- [WORK REQUEST]:
When you spot the word "async" in a line of the data below, copy that line.

(INPUT RECORDS begins)

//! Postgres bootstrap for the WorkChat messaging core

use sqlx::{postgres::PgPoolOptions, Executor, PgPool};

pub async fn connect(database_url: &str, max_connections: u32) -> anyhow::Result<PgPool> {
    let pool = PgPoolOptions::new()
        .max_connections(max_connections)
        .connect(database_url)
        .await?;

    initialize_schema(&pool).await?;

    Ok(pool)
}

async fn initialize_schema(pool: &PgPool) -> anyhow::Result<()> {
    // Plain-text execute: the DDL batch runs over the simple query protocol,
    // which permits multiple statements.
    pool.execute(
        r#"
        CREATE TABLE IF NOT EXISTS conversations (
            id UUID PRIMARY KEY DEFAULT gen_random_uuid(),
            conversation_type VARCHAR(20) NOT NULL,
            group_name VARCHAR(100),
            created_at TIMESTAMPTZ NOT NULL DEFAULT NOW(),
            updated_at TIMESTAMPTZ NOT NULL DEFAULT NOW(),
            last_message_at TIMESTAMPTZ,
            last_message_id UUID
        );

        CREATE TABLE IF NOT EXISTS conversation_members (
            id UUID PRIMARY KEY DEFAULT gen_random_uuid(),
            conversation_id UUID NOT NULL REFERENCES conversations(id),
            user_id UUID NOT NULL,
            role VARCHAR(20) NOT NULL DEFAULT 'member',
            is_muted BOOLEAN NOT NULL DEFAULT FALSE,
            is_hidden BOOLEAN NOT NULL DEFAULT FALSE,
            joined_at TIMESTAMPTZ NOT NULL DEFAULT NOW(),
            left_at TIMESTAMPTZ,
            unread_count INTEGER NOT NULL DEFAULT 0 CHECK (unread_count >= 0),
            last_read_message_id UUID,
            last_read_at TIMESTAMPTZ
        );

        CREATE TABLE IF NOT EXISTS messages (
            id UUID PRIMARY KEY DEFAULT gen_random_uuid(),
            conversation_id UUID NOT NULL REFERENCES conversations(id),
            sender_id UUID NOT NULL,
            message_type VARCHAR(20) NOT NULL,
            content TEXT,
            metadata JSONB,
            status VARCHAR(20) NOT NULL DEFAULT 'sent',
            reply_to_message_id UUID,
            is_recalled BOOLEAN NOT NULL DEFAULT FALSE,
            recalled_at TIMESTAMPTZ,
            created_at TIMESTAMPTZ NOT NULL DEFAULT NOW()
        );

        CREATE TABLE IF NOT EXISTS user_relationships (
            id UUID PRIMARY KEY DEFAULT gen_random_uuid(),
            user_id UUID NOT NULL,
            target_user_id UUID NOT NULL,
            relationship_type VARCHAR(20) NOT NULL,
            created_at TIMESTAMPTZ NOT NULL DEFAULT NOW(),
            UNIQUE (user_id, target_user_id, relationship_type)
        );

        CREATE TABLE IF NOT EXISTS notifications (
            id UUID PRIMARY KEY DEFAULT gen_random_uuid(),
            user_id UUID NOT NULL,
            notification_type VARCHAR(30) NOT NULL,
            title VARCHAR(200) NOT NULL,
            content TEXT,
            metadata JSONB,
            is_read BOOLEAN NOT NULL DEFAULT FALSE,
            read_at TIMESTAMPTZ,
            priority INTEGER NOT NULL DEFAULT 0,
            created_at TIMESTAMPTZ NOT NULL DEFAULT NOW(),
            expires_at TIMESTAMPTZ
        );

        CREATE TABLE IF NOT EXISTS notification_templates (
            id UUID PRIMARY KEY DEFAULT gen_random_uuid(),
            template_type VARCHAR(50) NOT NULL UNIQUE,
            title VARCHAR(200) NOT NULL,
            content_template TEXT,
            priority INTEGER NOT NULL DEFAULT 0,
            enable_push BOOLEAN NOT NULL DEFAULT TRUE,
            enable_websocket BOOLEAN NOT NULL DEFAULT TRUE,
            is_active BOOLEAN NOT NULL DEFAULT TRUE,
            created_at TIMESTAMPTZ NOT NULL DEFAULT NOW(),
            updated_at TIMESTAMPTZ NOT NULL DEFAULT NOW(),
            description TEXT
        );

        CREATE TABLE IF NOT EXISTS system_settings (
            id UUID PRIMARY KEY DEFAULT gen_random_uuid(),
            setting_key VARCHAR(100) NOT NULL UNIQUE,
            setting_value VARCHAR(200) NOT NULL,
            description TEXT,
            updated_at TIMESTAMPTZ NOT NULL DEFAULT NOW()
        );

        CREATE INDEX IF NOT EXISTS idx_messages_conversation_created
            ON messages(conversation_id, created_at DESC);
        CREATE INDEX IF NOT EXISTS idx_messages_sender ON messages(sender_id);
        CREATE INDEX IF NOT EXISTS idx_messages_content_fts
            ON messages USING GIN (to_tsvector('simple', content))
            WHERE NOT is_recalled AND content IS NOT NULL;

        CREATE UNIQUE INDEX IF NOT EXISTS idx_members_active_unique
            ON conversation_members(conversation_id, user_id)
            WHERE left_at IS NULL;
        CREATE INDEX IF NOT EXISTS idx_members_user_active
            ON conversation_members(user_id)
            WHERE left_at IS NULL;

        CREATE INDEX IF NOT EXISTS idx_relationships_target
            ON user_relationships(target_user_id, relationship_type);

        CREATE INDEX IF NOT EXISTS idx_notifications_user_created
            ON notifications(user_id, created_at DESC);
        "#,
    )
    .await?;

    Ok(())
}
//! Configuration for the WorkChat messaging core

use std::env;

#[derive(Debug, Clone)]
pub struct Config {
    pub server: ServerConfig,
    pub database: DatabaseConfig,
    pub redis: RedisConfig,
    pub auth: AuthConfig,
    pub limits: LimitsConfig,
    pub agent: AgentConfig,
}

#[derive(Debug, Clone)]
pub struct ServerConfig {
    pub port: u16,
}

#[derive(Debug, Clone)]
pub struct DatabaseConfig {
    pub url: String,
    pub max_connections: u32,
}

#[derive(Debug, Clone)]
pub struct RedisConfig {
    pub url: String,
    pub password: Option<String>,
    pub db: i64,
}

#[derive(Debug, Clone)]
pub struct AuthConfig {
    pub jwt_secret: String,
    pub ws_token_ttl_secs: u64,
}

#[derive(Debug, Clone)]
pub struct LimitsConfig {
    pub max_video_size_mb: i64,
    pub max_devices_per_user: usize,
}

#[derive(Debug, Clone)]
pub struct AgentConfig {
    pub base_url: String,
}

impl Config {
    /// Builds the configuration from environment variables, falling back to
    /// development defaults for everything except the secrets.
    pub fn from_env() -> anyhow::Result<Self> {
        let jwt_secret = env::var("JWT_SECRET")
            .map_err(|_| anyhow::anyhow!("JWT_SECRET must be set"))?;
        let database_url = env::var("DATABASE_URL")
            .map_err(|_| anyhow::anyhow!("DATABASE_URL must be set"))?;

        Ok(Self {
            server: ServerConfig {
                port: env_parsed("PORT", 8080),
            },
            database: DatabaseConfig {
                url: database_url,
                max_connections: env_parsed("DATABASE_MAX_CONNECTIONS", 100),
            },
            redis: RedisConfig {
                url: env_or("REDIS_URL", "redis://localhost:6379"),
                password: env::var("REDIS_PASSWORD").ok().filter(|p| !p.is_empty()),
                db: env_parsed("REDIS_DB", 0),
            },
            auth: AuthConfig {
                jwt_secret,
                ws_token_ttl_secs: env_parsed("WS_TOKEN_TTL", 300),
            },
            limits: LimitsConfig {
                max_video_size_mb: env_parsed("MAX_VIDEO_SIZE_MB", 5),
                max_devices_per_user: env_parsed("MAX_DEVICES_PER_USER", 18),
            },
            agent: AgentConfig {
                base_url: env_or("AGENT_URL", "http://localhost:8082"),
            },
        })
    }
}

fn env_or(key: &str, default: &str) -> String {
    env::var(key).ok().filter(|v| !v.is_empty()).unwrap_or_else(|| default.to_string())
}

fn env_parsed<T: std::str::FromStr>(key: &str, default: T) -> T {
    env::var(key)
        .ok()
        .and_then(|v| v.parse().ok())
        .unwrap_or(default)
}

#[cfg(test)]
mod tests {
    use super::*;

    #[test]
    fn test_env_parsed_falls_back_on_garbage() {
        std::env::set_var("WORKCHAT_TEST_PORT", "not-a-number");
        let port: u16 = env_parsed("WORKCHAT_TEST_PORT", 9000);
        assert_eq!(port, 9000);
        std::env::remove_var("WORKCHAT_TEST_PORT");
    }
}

(INPUT RECORDS ends)

- [RESPONSE BELOW]:
pub async fn connect(database_url: &str, max_connections: u32) -> anyhow::Result<PgPool> {
async fn initialize_schema(pool: &PgPool) -> anyhow::Result<()> {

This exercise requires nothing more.